Dataset entries:
<<<<

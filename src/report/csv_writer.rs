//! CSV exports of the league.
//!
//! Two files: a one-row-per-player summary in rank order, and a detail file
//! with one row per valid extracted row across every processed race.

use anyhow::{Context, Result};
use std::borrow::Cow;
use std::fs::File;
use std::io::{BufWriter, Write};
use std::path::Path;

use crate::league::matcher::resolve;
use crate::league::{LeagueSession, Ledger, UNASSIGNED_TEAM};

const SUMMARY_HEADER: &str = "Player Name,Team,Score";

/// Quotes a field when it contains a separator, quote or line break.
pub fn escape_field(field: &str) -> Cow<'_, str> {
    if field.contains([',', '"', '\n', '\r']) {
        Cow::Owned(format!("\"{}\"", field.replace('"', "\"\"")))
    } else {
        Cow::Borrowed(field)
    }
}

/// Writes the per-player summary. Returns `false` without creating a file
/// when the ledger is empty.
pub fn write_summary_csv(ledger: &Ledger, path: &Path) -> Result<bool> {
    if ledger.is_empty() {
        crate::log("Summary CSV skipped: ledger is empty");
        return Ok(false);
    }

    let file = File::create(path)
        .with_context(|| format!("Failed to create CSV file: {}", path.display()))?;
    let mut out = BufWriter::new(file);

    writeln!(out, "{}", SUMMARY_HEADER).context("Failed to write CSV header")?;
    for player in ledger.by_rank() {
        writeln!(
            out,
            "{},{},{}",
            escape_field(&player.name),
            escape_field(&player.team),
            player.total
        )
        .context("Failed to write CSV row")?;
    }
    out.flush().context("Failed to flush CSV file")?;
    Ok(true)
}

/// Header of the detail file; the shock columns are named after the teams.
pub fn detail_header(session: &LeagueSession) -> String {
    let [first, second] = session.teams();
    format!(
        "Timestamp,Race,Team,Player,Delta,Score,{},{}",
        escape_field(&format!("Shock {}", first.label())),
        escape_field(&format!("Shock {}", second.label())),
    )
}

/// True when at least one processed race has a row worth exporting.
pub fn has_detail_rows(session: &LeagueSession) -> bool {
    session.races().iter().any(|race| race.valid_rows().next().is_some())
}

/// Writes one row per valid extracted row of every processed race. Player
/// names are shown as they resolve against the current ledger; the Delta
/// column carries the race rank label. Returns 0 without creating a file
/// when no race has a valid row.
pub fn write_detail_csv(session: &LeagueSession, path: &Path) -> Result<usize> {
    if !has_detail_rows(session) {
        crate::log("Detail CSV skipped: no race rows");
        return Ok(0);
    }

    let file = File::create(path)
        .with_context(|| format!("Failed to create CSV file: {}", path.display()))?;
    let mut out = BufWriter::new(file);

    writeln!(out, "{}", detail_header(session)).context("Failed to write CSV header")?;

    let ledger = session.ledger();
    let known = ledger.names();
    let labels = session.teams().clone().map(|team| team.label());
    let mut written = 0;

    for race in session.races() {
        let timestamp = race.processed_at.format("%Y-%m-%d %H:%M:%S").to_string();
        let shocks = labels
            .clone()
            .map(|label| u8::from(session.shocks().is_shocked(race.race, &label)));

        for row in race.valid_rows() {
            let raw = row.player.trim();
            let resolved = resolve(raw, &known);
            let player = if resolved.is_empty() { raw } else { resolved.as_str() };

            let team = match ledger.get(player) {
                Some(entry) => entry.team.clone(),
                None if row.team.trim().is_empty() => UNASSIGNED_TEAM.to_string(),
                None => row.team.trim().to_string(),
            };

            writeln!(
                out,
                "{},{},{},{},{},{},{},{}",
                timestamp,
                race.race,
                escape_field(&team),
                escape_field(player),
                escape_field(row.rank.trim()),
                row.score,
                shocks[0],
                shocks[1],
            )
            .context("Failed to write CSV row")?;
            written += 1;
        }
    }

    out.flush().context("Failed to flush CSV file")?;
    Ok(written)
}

>>>>

**What to work on:** Go through the records above and copy each one exactly.

**Task result:**
filename src/report/csv_writer.rs
//! CSV exports of the league.
//!
//! Two files: a one-row-per-player summary in rank order, and a detail file
//! with one row per valid extracted row across every processed race.

use anyhow::{Context, Result};
use std::borrow::Cow;
use std::fs::File;
use std::io::{BufWriter, Write};
use std::path::Path;

use crate::league::matcher::resolve;
use crate::league::{LeagueSession, Ledger, UNASSIGNED_TEAM};

const SUMMARY_HEADER: &str = "Player Name,Team,Score";

/// Quotes a field when it contains a separator, quote or line break.
pub fn escape_field(field: &str) -> Cow<'_, str> {
    if field.contains([',', '"', '\n', '\r']) {
        Cow::Owned(format!("\"{}\"", field.replace('"', "\"\"")))
    } else {
        Cow::Borrowed(field)
    }
}

/// Writes the per-player summary. Returns `false` without creating a file
/// when the ledger is empty.
pub fn write_summary_csv(ledger: &Ledger, path: &Path) -> Result<bool> {
    if ledger.is_empty() {
        crate::log("Summary CSV skipped: ledger is empty");
        return Ok(false);
    }

    let file = File::create(path)
        .with_context(|| format!("Failed to create CSV file: {}", path.display()))?;
    let mut out = BufWriter::new(file);

    writeln!(out, "{}", SUMMARY_HEADER).context("Failed to write CSV header")?;
    for player in ledger.by_rank() {
        writeln!(
            out,
            "{},{},{}",
            escape_field(&player.name),
            escape_field(&player.team),
            player.total
        )
        .context("Failed to write CSV row")?;
    }
    out.flush().context("Failed to flush CSV file")?;
    Ok(true)
}

/// Header of the detail file; the shock columns are named after the teams.
pub fn detail_header(session: &LeagueSession) -> String {
    let [first, second] = session.teams();
    format!(
        "Timestamp,Race,Team,Player,Delta,Score,{},{}",
        escape_field(&format!("Shock {}", first.label())),
        escape_field(&format!("Shock {}", second.label())),
    )
}

/// True when at least one processed race has a row worth exporting.
pub fn has_detail_rows(session: &LeagueSession) -> bool {
    session.races().iter().any(|race| race.valid_rows().next().is_some())
}

/// Writes one row per valid extracted row of every processed race. Player
/// names are shown as they resolve against the current ledger; the Delta
/// column carries the race rank label. Returns 0 without creating a file
/// when no race has a valid row.
pub fn write_detail_csv(session: &LeagueSession, path: &Path) -> Result<usize> {
    if !has_detail_rows(session) {
        crate::log("Detail CSV skipped: no race rows");
        return Ok(0);
    }

    let file = File::create(path)
        .with_context(|| format!("Failed to create CSV file: {}", path.display()))?;
    let mut out = BufWriter::new(file);

    writeln!(out, "{}", detail_header(session)).context("Failed to write CSV header")?;

    let ledger = session.ledger();
    let known = ledger.names();
    let labels = session.teams().clone().map(|team| team.label());
    let mut written = 0;

    for race in session.races() {
        let timestamp = race.processed_at.format("%Y-%m-%d %H:%M:%S").to_string();
        let shocks = labels
            .clone()
            .map(|label| u8::from(session.shocks().is_shocked(race.race, &label)));

        for row in race.valid_rows() {
            let raw = row.player.trim();
            let resolved = resolve(raw, &known);
            let player = if resolved.is_empty() { raw } else { resolved.as_str() };

            let team = match ledger.get(player) {
                Some(entry) => entry.team.clone(),
                None if row.team.trim().is_empty() => UNASSIGNED_TEAM.to_string(),
                None => row.team.trim().to_string(),
            };

            writeln!(
                out,
                "{},{},{},{},{},{},{},{}",
                timestamp,
                race.race,
                escape_field(&team),
                escape_field(player),
                escape_field(row.rank.trim()),
                row.score,
                shocks[0],
                shocks[1],
            )
            .context("Failed to write CSV row")?;
            written += 1;
        }
    }

    out.flush().context("Failed to flush CSV file")?;
    Ok(written)
}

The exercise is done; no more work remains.